» REQUIRED WORK
In the records below, find the line that contains "needed to form" and the line that contains "let results = pipeline.process_pages(&pages, &config)?;". Set down exactly those lines and every line between them, and nothing more.

» STUDY MATERIAL
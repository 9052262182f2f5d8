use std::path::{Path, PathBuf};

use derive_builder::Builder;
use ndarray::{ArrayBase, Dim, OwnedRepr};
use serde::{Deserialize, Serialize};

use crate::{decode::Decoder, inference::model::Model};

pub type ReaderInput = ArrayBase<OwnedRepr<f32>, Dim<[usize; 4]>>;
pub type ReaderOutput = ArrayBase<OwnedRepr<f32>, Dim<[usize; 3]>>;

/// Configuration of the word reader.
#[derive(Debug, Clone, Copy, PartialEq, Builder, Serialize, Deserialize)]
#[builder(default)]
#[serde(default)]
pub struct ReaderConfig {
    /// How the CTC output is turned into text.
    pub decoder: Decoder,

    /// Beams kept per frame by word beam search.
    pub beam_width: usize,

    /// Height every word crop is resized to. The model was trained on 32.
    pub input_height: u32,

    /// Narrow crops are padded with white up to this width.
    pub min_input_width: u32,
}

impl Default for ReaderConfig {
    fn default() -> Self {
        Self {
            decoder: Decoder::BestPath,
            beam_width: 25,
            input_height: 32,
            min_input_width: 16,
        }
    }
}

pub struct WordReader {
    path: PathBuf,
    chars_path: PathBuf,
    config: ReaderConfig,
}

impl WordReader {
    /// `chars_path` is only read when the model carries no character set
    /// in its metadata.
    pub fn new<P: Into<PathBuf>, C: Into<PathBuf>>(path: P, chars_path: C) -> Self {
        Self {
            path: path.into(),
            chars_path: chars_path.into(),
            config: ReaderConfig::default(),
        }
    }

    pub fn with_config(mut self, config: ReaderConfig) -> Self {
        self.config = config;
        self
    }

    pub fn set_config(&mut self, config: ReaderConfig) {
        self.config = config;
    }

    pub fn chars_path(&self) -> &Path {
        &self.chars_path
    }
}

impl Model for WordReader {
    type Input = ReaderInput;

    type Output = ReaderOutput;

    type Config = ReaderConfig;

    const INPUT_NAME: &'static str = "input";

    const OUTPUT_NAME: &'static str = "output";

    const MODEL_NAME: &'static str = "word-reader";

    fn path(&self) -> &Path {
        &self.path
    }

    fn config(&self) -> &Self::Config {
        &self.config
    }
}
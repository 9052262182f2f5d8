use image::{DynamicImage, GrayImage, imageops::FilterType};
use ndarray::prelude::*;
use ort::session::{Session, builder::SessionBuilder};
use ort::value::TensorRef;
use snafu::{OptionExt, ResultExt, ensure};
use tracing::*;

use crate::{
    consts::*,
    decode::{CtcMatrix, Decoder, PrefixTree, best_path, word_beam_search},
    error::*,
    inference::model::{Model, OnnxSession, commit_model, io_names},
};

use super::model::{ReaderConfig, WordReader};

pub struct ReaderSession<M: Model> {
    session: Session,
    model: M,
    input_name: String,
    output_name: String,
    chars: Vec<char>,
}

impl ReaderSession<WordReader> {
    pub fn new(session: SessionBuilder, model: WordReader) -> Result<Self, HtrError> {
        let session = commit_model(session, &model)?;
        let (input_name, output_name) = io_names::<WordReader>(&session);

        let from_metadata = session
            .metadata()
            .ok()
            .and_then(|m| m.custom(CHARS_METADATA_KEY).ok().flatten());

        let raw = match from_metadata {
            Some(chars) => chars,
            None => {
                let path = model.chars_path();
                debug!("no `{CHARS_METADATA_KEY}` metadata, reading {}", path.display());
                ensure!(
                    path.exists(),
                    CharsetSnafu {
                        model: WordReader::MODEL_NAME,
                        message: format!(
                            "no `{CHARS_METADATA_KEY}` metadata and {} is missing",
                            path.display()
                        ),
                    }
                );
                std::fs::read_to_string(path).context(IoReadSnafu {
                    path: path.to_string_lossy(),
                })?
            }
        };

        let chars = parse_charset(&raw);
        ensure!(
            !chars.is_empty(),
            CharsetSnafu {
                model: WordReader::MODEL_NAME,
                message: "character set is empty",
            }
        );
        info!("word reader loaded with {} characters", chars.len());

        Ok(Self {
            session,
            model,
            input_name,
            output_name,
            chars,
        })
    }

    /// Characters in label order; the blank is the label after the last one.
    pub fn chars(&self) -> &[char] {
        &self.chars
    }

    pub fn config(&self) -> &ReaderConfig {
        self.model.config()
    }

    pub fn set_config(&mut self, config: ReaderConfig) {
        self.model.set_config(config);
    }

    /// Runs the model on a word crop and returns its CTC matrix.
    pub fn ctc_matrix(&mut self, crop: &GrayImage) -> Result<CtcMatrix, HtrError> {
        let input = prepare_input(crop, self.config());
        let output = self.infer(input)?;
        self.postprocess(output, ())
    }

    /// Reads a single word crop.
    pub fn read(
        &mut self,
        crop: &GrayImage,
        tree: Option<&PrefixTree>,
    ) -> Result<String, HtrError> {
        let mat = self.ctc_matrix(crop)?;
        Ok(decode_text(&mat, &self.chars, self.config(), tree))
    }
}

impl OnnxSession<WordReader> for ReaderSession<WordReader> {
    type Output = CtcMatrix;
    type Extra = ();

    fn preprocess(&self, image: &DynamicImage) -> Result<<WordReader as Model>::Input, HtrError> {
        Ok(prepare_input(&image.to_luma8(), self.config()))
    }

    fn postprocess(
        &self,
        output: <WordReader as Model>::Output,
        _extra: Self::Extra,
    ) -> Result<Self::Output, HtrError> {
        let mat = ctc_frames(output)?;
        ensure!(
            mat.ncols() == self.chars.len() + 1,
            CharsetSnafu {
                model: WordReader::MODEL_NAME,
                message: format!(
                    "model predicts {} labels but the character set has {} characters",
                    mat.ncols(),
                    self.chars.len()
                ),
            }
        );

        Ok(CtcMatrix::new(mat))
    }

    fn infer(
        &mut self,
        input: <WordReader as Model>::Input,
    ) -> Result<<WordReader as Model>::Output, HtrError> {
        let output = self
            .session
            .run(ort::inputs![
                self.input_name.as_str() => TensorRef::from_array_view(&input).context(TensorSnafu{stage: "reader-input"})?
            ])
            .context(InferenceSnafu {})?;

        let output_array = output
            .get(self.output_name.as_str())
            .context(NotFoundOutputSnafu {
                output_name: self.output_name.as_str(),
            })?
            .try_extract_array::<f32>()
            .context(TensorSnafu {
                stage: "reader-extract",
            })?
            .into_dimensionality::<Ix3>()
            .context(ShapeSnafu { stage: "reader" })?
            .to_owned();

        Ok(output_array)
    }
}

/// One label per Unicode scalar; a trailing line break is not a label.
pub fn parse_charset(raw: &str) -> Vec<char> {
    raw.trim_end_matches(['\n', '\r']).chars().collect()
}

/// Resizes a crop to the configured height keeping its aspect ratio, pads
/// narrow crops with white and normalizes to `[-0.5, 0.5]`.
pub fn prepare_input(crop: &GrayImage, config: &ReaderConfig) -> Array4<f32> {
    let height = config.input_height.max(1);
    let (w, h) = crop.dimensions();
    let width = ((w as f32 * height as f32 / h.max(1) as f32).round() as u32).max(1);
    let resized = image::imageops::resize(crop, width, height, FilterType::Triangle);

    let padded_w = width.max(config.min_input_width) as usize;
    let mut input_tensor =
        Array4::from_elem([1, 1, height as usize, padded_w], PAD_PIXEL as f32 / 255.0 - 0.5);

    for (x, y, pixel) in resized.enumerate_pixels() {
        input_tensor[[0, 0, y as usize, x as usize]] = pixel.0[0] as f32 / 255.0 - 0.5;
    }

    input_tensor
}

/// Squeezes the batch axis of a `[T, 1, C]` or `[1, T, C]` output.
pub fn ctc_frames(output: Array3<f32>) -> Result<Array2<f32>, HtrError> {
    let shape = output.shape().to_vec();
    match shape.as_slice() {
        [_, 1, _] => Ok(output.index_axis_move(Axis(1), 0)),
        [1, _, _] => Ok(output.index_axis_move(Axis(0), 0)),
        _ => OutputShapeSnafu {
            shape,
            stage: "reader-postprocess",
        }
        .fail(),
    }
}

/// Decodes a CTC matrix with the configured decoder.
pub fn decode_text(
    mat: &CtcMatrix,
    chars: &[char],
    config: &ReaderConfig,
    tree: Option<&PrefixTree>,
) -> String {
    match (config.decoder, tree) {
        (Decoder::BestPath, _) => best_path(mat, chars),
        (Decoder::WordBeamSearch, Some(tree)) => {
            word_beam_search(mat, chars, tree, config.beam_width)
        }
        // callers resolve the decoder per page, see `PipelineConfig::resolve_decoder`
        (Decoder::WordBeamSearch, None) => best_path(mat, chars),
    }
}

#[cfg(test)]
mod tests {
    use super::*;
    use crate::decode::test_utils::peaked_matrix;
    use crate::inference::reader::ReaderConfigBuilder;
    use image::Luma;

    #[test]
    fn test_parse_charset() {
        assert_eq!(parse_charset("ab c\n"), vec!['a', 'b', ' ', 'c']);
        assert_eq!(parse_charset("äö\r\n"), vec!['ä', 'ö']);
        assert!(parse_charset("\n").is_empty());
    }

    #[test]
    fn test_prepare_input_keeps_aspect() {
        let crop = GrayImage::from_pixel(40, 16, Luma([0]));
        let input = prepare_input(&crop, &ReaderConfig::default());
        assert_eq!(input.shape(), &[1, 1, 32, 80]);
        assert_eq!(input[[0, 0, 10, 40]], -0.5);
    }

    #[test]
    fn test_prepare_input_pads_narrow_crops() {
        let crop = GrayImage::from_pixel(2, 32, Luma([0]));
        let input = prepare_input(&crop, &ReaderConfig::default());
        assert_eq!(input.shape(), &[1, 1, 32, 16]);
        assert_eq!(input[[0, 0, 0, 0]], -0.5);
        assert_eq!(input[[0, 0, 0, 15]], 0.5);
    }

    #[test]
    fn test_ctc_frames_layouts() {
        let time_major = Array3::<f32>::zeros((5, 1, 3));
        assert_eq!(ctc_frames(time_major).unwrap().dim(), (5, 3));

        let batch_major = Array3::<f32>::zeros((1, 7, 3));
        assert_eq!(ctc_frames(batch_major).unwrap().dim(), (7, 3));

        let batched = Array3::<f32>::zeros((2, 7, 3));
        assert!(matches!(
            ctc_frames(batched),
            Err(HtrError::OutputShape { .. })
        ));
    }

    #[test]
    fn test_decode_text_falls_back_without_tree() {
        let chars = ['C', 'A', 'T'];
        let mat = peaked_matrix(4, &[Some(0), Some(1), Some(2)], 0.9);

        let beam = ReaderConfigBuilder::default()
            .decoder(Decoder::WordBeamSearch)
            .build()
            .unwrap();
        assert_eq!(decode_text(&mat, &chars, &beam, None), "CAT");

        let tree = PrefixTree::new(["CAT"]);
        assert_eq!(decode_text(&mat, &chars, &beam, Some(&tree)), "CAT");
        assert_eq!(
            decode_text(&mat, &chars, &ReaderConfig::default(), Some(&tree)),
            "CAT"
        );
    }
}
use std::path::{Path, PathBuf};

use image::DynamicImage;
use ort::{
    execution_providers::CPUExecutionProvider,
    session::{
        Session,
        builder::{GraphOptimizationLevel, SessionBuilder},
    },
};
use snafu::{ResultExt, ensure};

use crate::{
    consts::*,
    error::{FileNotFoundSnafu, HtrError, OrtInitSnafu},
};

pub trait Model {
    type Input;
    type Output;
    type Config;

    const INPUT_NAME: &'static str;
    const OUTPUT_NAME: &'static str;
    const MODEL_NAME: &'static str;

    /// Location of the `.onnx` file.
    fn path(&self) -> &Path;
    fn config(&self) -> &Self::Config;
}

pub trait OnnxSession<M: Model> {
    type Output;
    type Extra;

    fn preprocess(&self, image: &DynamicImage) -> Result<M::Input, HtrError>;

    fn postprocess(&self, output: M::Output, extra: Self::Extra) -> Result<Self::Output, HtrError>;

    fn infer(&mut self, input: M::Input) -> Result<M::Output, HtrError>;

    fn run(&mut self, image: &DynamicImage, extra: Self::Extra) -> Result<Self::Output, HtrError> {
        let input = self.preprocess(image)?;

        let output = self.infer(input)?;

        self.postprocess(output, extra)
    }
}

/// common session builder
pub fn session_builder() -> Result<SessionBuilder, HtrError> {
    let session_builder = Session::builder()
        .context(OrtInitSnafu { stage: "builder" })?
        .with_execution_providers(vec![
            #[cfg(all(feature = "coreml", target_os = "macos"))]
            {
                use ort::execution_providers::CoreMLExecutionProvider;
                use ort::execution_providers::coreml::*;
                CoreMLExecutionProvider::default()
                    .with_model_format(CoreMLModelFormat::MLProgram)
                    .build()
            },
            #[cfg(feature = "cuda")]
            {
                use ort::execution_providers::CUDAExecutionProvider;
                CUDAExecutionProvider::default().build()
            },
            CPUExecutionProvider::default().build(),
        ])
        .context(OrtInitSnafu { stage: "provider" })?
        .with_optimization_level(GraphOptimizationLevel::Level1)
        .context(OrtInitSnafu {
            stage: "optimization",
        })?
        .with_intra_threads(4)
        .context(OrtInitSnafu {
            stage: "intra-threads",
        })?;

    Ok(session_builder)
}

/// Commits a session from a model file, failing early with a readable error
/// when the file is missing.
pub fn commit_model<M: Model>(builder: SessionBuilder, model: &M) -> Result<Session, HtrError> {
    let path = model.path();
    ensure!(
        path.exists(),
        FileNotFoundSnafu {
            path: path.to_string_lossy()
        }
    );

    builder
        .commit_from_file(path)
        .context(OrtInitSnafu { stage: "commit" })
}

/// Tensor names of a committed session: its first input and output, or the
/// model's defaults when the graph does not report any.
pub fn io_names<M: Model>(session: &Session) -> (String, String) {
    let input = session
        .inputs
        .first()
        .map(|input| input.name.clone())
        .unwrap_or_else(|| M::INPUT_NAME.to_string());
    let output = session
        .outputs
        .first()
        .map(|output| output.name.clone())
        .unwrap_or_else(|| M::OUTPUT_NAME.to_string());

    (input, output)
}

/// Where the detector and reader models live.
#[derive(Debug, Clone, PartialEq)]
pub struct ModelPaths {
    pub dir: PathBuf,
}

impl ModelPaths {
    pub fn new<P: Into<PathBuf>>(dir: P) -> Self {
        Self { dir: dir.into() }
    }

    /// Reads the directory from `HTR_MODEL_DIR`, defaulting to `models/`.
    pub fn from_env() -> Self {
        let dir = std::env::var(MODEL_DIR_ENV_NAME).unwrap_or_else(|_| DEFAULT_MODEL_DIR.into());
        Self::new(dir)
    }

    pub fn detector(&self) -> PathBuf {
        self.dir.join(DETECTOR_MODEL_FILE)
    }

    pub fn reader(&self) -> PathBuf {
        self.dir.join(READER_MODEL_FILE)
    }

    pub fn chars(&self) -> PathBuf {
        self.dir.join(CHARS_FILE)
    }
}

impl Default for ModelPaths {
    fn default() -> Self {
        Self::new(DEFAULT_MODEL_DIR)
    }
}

* * *

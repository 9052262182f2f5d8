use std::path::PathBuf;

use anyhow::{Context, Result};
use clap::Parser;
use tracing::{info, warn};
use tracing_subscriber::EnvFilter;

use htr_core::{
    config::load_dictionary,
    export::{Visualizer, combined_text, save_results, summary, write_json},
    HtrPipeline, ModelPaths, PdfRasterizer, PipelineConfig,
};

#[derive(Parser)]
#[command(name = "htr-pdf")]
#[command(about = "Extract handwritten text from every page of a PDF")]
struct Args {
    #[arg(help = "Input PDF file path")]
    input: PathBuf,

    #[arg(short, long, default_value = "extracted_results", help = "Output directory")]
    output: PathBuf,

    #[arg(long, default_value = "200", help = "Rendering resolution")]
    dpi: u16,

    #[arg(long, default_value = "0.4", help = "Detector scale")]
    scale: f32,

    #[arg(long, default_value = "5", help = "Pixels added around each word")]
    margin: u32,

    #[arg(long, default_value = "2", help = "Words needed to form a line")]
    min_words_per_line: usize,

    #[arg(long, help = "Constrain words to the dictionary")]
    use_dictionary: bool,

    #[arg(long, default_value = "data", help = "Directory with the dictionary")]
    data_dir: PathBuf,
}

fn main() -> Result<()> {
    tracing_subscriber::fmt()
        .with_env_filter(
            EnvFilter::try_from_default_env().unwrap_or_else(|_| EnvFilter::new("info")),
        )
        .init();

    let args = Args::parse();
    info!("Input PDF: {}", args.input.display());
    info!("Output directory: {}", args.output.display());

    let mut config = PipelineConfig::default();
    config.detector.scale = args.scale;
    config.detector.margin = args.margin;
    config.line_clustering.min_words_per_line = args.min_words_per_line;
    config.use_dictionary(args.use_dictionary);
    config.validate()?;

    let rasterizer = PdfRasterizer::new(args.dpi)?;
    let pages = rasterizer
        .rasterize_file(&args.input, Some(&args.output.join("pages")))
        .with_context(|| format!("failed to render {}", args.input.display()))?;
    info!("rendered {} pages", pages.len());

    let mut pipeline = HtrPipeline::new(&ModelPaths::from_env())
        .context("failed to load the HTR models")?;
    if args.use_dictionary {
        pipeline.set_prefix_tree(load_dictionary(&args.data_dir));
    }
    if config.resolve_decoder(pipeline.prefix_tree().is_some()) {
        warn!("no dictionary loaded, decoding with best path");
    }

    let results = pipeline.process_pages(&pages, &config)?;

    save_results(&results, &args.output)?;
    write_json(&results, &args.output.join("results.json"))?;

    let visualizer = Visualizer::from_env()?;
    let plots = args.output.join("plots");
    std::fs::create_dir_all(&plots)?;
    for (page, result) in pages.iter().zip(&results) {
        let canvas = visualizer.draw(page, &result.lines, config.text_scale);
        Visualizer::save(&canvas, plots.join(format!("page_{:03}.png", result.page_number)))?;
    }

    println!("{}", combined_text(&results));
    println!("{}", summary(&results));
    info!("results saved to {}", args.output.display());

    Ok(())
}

==

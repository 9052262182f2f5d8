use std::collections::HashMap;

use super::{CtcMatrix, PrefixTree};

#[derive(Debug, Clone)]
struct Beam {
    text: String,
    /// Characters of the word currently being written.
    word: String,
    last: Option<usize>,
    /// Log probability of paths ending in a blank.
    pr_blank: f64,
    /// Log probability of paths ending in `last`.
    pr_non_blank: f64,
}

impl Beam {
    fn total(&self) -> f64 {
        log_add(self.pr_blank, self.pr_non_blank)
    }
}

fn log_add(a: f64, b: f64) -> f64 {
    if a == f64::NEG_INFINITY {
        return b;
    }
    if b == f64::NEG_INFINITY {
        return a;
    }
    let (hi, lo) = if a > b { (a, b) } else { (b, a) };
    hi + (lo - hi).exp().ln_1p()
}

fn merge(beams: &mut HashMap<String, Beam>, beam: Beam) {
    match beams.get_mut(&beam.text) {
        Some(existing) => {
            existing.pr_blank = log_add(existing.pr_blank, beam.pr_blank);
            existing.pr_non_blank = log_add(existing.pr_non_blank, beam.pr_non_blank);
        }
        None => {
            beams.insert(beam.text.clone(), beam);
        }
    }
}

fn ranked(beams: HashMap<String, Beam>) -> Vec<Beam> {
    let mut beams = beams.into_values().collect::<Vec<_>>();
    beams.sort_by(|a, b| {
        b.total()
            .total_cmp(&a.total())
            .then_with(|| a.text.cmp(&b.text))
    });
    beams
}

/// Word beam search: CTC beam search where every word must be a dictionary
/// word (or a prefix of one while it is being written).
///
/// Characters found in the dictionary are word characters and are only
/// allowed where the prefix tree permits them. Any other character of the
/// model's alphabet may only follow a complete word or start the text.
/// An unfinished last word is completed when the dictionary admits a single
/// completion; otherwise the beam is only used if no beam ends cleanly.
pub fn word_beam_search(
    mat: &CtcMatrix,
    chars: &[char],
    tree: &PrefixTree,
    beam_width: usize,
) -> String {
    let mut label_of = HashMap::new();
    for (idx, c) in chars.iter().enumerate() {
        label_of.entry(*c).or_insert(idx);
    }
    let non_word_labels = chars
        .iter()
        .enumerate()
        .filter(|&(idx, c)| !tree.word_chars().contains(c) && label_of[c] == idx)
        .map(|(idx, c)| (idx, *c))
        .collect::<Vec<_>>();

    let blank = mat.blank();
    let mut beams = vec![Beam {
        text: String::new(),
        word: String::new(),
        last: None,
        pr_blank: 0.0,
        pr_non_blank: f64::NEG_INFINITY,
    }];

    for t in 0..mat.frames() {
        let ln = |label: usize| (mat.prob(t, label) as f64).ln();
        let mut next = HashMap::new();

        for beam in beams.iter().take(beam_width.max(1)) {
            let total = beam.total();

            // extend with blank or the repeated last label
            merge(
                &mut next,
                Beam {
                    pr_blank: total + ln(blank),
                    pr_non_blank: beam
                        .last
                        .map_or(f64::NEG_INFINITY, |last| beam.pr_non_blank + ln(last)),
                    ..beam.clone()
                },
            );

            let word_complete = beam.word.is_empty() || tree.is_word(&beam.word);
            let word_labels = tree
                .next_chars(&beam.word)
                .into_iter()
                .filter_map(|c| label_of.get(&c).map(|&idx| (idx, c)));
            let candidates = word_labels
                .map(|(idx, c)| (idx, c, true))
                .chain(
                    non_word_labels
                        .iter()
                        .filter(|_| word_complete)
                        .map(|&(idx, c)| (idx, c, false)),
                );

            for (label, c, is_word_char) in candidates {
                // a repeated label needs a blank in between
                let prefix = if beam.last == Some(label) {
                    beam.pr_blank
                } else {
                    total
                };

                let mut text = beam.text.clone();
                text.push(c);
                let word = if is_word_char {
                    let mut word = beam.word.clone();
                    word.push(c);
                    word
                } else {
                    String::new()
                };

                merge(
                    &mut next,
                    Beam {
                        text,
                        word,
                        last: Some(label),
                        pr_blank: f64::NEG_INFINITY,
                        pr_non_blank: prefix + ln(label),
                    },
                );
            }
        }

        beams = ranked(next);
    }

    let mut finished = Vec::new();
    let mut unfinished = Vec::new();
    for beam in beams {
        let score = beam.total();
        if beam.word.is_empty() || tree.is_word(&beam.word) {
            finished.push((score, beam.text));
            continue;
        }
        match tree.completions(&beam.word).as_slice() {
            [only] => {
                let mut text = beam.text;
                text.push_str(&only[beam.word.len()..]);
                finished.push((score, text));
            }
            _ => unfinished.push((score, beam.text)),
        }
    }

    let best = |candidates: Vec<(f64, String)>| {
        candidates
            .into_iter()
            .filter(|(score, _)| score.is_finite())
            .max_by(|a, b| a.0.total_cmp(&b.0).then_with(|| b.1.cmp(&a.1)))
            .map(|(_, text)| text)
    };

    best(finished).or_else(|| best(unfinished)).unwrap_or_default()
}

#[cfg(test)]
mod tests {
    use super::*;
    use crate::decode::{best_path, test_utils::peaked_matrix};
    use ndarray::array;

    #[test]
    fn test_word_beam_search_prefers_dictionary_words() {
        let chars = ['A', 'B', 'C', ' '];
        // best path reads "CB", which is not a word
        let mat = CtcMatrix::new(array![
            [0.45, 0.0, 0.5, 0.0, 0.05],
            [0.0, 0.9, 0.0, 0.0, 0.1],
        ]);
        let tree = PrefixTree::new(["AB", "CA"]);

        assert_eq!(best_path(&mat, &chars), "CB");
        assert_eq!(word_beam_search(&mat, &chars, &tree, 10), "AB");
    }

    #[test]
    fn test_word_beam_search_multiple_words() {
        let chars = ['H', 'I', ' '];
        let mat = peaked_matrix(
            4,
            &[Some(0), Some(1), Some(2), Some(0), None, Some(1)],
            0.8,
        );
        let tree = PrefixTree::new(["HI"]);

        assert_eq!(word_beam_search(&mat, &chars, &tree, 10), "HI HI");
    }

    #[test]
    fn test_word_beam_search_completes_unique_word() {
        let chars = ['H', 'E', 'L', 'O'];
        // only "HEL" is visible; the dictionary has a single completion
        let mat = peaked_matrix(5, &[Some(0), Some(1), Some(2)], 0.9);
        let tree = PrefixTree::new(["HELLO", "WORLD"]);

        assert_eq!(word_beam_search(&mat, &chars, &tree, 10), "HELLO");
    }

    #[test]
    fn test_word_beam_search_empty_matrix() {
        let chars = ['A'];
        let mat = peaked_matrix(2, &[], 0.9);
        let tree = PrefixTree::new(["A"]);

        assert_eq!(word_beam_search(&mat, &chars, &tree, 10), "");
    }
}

» REPLY TO THE EXERCISE
    #[arg(long, default_value = "2", help = "Words needed to form a line")]
    min_words_per_line: usize,

    #[arg(long, help = "Constrain words to the dictionary")]
    use_dictionary: bool,

    #[arg(long, default_value = "data", help = "Directory with the dictionary")]
    data_dir: PathBuf,
}

fn main() -> Result<()> {
    tracing_subscriber::fmt()
        .with_env_filter(
            EnvFilter::try_from_default_env().unwrap_or_else(|_| EnvFilter::new("info")),
        )
        .init();

    let args = Args::parse();
    info!("Input PDF: {}", args.input.display());
    info!("Output directory: {}", args.output.display());

    let mut config = PipelineConfig::default();
    config.detector.scale = args.scale;
    config.detector.margin = args.margin;
    config.line_clustering.min_words_per_line = args.min_words_per_line;
    config.use_dictionary(args.use_dictionary);
    config.validate()?;

    let rasterizer = PdfRasterizer::new(args.dpi)?;
    let pages = rasterizer
        .rasterize_file(&args.input, Some(&args.output.join("pages")))
        .with_context(|| format!("failed to render {}", args.input.display()))?;
    info!("rendered {} pages", pages.len());

    let mut pipeline = HtrPipeline::new(&ModelPaths::from_env())
        .context("failed to load the HTR models")?;
    if args.use_dictionary {
        pipeline.set_prefix_tree(load_dictionary(&args.data_dir));
    }
    if config.resolve_decoder(pipeline.prefix_tree().is_some()) {
        warn!("no dictionary loaded, decoding with best path");
    }

    let results = pipeline.process_pages(&pages, &config)?;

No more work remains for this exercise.